The temple town on the Shatrunjaya Hills hosts nearly 900 shrines covering an area of about 13 square kilometres, which falls under the Palitana Municipal Corporation.
While an existing notification of 1999-2000 prohibits the sale of non-vegetarian items in the Taleti area in Palitana, the monks wanted a ban in the entire town under the Gujarat Municipalities Act.
“We have not given any clear commitment. It is a complex legal issue. Although Palitana is a main pilgrimage centre for Jains, the social situation is different,” Bhavnagar district Collector Pravin Solanki told The Hindu.
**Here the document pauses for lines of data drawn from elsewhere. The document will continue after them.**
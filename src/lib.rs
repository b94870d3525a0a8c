//! Renders YAML metadata and TSV text as sanitized HTML tables.
//!
//! # Types of Input
//!
//! ## `yaml`
//!
//! A YAML document whose root is either a mapping or a sequence of mappings.
//! A root mapping becomes one table with its keys as columns. A root sequence
//! becomes one table per mapping, with one `key | value` row per field; in
//! those rows the values of `slug` and `link` are turned into links
//! (`content/<slug>.md` and `<link>/01.md`). Repeated keys are kept as
//! separate columns or rows. Nested mappings are rendered as
//! column tables and nested sequences of mappings as row tables.
//!
//! ## `front-matter`
//!
//! A markdown-like text starting with a `---` delimited YAML block. The block
//! is rendered as a single column table.
//!
//! ## `tsv`
//!
//! Tab separated values. The first line is the header row. Fields may be
//! quoted with `"` to hold tabs or line breaks. Cells under a `note`,
//! `question`, `answer` or `response` header are rendered as Markdown.

pub mod cli;
pub mod decoder;
pub mod document;
pub mod error;
pub mod front_matter;
pub mod renderer;
pub mod sanitizer;
pub mod server;
pub mod tsv;

pub use error::YamlTableError;

use clap::ValueEnum;
use log::debug;

use crate::cli::InputType;
use crate::sanitizer::Sanitizer;

pub fn get_input_types() -> Vec<String> {
    InputType::value_variants()
        .iter()
        .filter_map(|t| t.to_possible_value())
        .map(|v| v.get_name().to_string())
        .collect()
}

/// Decodes `input` and renders it as an unsanitized HTML fragment.
///
/// Empty input is returned unchanged.
pub fn render(input: &[u8]) -> Result<Vec<u8>, YamlTableError> {
    let Some(document) = decoder::decode(input)? else {
        return Ok(input.to_vec());
    };
    let html = renderer::render_document(&document);
    debug!("rendered {} bytes of YAML into {} bytes of HTML", input.len(), html.len());
    Ok(html.into_bytes())
}

/// Like [`render`], with the output passed through the global [`Sanitizer`].
pub fn render_sanitized(input: &[u8]) -> Result<Vec<u8>, YamlTableError> {
    let html = render(input)?;
    Ok(Sanitizer::global().sanitize_bytes(&html))
}

/// Renders and sanitizes `input`, returning the HTML as a string.
pub fn render_string(input: &[u8]) -> Result<String, YamlTableError> {
    let html = render(input)?;
    Ok(Sanitizer::global().sanitize(&String::from_utf8_lossy(&html)))
}

#[cfg(test)]
mod tests {
    use super::*;
    use html5ever::parse_document;
    use html5ever::tendril::TendrilSink;
    use markup5ever_rcdom::{Handle, NodeData, RcDom};

    /// Collects the tag names of every element, in document order.
    fn element_names(html: &str) -> Vec<String> {
        fn walk(handle: &Handle, names: &mut Vec<String>) {
            if let NodeData::Element { name, .. } = &handle.data {
                names.push(name.local.as_ref().to_string());
            }
            for child in handle.children.borrow().iter() {
                walk(child, names);
            }
        }

        let dom = parse_document(RcDom::default(), Default::default())
            .from_utf8()
            .read_from(&mut html.as_bytes())
            .unwrap();
        let mut names = Vec::new();
        walk(&dom.document, &mut names);
        names
    }

    fn count(names: &[String], tag: &str) -> usize {
        names.iter().filter(|n| n.as_str() == tag).count()
    }

    #[test]
    fn test_empty_input() {
        assert_eq!(render(b"").unwrap(), Vec::<u8>::new());
        assert_eq!(render_sanitized(b"").unwrap(), Vec::<u8>::new());
    }

    #[test]
    fn test_malformed_input() {
        assert!(matches!(
            render(b"misformatted&"),
            Err(YamlTableError::Decode(_))
        ));
        assert!(render_sanitized(b"misformatted&").is_err());
    }

    #[test]
    fn test_line_endings() {
        let lf = render_string(b"a: 1\nb: 2\n").unwrap();
        let crlf = render_string(b"a: 1\r\nb: 2\r\n").unwrap();
        assert!(lf.ends_with("</table>"));
        assert_eq!(lf, crlf);
    }

    #[test]
    fn test_flat_record_structure() {
        let html = render_string(b"a: 1\nb: 2\n").unwrap();
        assert!(html.contains("<thead><tr><th>a</th><th>b</th></tr></thead>"));
        assert!(html.contains("<tbody><tr><td>1</td><td>2</td></tr></tbody>"));
        let names = element_names(&html);
        assert_eq!(count(&names, "table"), 1);
        assert_eq!(count(&names, "tr"), 2);
    }

    #[test]
    fn test_record_list_renders_separate_tables() {
        let html = render_string(b"- a: 1\n- a: 2\n").unwrap();
        let names = element_names(&html);
        assert_eq!(count(&names, "table"), 2);
        assert_eq!(count(&names, "tr"), 2);
        assert_eq!(count(&names, "td"), 4);
        assert!(html.contains("<tr><td>a</td><td>1</td></tr>"));
        assert!(html.contains("<tr><td>a</td><td>2</td></tr>"));
    }

    #[test]
    fn test_slug_links_only_in_record_lists() {
        let listed = render_string(b"- slug: genesis\n").unwrap();
        assert!(listed.contains(r#"<a href="content/genesis.md" rel="nofollow">genesis</a>"#));

        let single = render_string(b"slug: genesis\n").unwrap();
        assert!(!single.contains("<a "));
        assert!(single.contains("<td>genesis</td>"));
    }

    #[test]
    fn test_shape_error_produces_no_output() {
        let result = render_sanitized(b"- books:\n    - id: gen\n    - plain\n");
        assert!(matches!(result, Err(YamlTableError::Shape { .. })));
    }

    #[test]
    fn test_render_is_stable() {
        let input = b"- id: gen\n  meta:\n    title: Genesis\n  books:\n    - slug: gen\n      link: gen\n";
        assert_eq!(render(input).unwrap(), render(input).unwrap());
    }

    #[test]
    fn test_sanitized_output_is_a_fixed_point() {
        let input = b"- title: <b>Bold</b> & <script>x</script>\n  link: tn\n";
        let once = render_string(input).unwrap();
        assert_eq!(Sanitizer::global().sanitize(&once), once);
    }

    #[test]
    fn test_get_input_types() {
        assert_eq!(get_input_types(), vec!["yaml", "front-matter", "tsv"]);
    }
}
He said the municipality had already set the ball rolling for a vegetarian township in 2012. “The corporation had issued a special notification of its intent in the newspapers. They received 908 objections, which they heard. The issue was also raised at the High Court thrice. The corporation’s general board will meet in a month to decide whether to extend the ban for the entire town. Only after the government’s approval can the body pass a notification on this matter. Expert legal opinion will also be sought. ”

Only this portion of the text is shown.